A mass of contradictions and ambiguity the heroine is clothed in warm, girlish pink and the uninviting, coldness of silver. The brocade texture of her gown invites the touch of an observer but its thickness repels sensation from the wearer. Lowell clearly captures the modern disinclination to rejoice, as did the Romantics, in a desire to love or feel loved. It is a sentiment echoed in the poetry of Lowell’s fellow Modernist, William Carlos Williams. His poem “Portrait of a Lady” invokes a strong sexual recognition in the reader of love’s physical expression.
Paradoxically, the reader sense the narrator of the poem is left untouched by such feelings. How else could the narrator so capably articulate his feeling without a certain detachment from them? As though mocking the Romantic period, Williams deliberately appeals to certain Rococo aesthetics. And in so doing invokes two very popular painters of the French Rococo period: Watteu and Fragonard.
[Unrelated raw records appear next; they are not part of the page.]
//! The user-facing search facade.

use std::sync::Arc;

use crate::embedding::EmbeddingLookup;
use crate::error::QueryError;
use crate::index::CorpusIndex;
use crate::query::{top_n, ScoredPhrase};
use crate::vectorizer::TextVectorizer;

/// Owns a vectorizer and a built corpus index, and answers queries.
///
/// This is the single user-facing surface of the crate; a CLI, HTTP
/// endpoint, or any other wrapper sits on top of [`search`](Self::search)
/// without touching the core contract. The engine never mutates after
/// [`build`](Self::build), so one instance serves any number of
/// concurrent callers by shared reference.
pub struct SearchEngine {
    vectorizer: TextVectorizer,
    index: CorpusIndex,
}

impl SearchEngine {
    /// Vectorizes `phrases` against `lookup` and builds the index.
    ///
    /// Unscorable phrases are dropped during the build; see
    /// [`CorpusIndex::build`].
    pub fn build<I>(lookup: Arc<dyn EmbeddingLookup>, phrases: I) -> Self
    where
        I: IntoIterator,
        I::Item: Into<String>,
    {
        let vectorizer = TextVectorizer::new(lookup);
        let index = CorpusIndex::build(&vectorizer, phrases);
        Self { vectorizer, index }
    }

    /// Returns the `n` phrases most similar to `text`, best first.
    ///
    /// # Errors
    /// Propagates every error of [`top_n`]: empty query text, a query with
    /// no in-vocabulary token, or `n == 0`.
    pub fn search(&self, text: &str, n: usize) -> Result<Vec<ScoredPhrase>, QueryError> {
        top_n(&self.vectorizer, &self.index, text, n)
    }

    /// The underlying index.
    #[must_use]
    pub fn index(&self) -> &CorpusIndex {
        &self.index
    }

    /// The underlying vectorizer.
    #[must_use]
    pub fn vectorizer(&self) -> &TextVectorizer {
        &self.vectorizer
    }
}
//! Text-to-vector conversion.

use std::sync::Arc;

use crate::embedding::EmbeddingLookup;
use crate::error::VectorizeError;

/// Converts text into a single fixed-dimension vector by mean-pooling the
/// per-token vectors of an injected [`EmbeddingLookup`].
///
/// Tokenization is whitespace splitting plus lowercasing, nothing more: no
/// stemming, and stopwords are deliberately retained so that every token
/// contributes to the mean.
#[derive(Clone)]
pub struct TextVectorizer {
    lookup: Arc<dyn EmbeddingLookup>,
}

impl TextVectorizer {
    /// Creates a vectorizer over the given lookup handle.
    #[must_use]
    pub fn new(lookup: Arc<dyn EmbeddingLookup>) -> Self {
        Self { lookup }
    }

    /// Dimension of every vector this vectorizer produces.
    #[must_use]
    pub fn dimension(&self) -> usize {
        self.lookup.dimension()
    }

    /// Mean-pools the token vectors of `text` into one phrase vector.
    ///
    /// Out-of-vocabulary tokens contribute the zero vector: they dilute
    /// the mean toward zero instead of aborting the computation. A phrase
    /// of only unknown tokens therefore comes back as the zero vector;
    /// downstream code treats that as degenerate.
    ///
    /// # Errors
    /// Returns [`VectorizeError::EmptyInput`] if `text` tokenizes to zero
    /// words, rather than dividing by zero.
    pub fn vectorize(&self, text: &str) -> Result<Vec<f32>, VectorizeError> {
        let dimension = self.lookup.dimension();
        let mut sum = vec![0.0f64; dimension];
        let mut count = 0usize;

        for token in text.split_whitespace() {
            let token = token.to_lowercase();
            count += 1;

            if let Some(vector) = self.lookup.lookup(&token) {
                debug_assert_eq!(vector.len(), dimension, "lookup broke its dimension contract");
                for (acc, &v) in sum.iter_mut().zip(vector.iter()) {
                    *acc += f64::from(v);
                }
            }
        }

        if count == 0 {
            return Err(VectorizeError::EmptyInput);
        }

        #[allow(clippy::cast_precision_loss)]
        let inv = 1.0 / count as f64;
        let mean = sum
            .iter()
            .map(|&v| {
                #[allow(clippy::cast_possible_truncation)]
                let component = (v * inv) as f32;
                component
            })
            .collect();
        Ok(mean)
    }
}

impl std::fmt::Debug for TextVectorizer {
    fn fmt(&self, f: &mut std::fmt::Formatter<'_>) -> std::fmt::Result {
        f.debug_struct("TextVectorizer")
            .field("dimension", &self.dimension())
            .finish_non_exhaustive()
    }
}

#[cfg(test)]
mod tests {
    use super::*;
    use crate::embedding::EmbeddingTable;

    fn vectorizer() -> TextVectorizer {
        let table = EmbeddingTable::from_pairs(
            2,
            vec![
                ("hot", vec![1.0, 0.0]),
                ("cold", vec![0.0, 1.0]),
            ],
        )
        .unwrap();
        TextVectorizer::new(Arc::new(table))
    }

    #[test]
    fn test_single_token_is_its_own_vector() {
        let v = vectorizer().vectorize("hot").unwrap();
        assert_eq!(v, vec![1.0, 0.0]);
    }

    #[test]
    fn test_mean_pooling_averages_known_tokens() {
        let v = vectorizer().vectorize("hot cold").unwrap();
        assert_eq!(v, vec![0.5, 0.5]);
    }

    #[test]
    fn test_unknown_token_dilutes_the_mean() {
        let v = vectorizer().vectorize("hot glacier").unwrap();
        assert_eq!(v, vec![0.5, 0.0]);
    }

    #[test]
    fn test_only_unknown_tokens_yield_zero_vector() {
        let v = vectorizer().vectorize("glacier volcano").unwrap();
        assert_eq!(v, vec![0.0, 0.0]);
    }

    #[test]
    fn test_tokens_are_lowercased() {
        let upper = vectorizer().vectorize("HOT").unwrap();
        let lower = vectorizer().vectorize("hot").unwrap();
        assert_eq!(upper, lower);
    }

    #[test]
    fn test_empty_input_is_rejected() {
        assert_eq!(
            vectorizer().vectorize("").unwrap_err(),
            VectorizeError::EmptyInput
        );
        assert_eq!(
            vectorizer().vectorize("   ").unwrap_err(),
            VectorizeError::EmptyInput
        );
    }
}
Given that the above painters belonged to a period intent upon heralding the joys of simple pleasure, it seems worth noting that Williams somehow manages to complicate love.
He state’s his lady’s thighs touch the sky but will only describe it as that one “where Watteau hung a lady’s slipper… ” Such vivid imagery of the sexual act is lost in the author’s hesitant manner, an ambiguity furthered with question marks and dashes which seemingly connect ideas but actually conveys detachment. He cannot decide if his lady’s “knees are a southern breeze – or a gust of snow. ” In essence his disconnection from her leaves him unable to decide her sexual compliance or resistance. It is a confusion that reappears in his poem “The Rose. ” Ever a symbol of the Romantic period, William considers the rose “obsolete.
” Its soft, velvety texture, from Williams’ Modernist perspective, “renews itself in metal or porcelain. ” He compares the effort love requires to doing geometry and finds it more cutting than a broken plate. If “the rose carried [the] weight of love” Williams postulate, “[then] love is at an end… ” And when he says “the fragility of the flower, unbruised penetrates space” Williams elevates love to the level of the sublime. Unlike the Romantics, he seems intent upon proving Modern humans incapable of achieving love, connection, or true transcendence from one’s self-containment.
Clearly feelings of isolation and alienation pervade modern life. And if art imitates life then William Carlos Williams, Edwin Arlington Robinson, Edna St. Vincent Millay and Amy Lowell accurately recreate that feeling of disconnection in their poetry. Their ability to capture Modern individual’s unwilling self-involvement indicates the decline of Romantic ideals. In short, the concern for betterment of others which fueled the Enlightenment, French and American Revolutions gave way to a self-protective form of narcissism. As a result the poetic form, often associated with protestations of love, came to convey disillusionment with the emotion.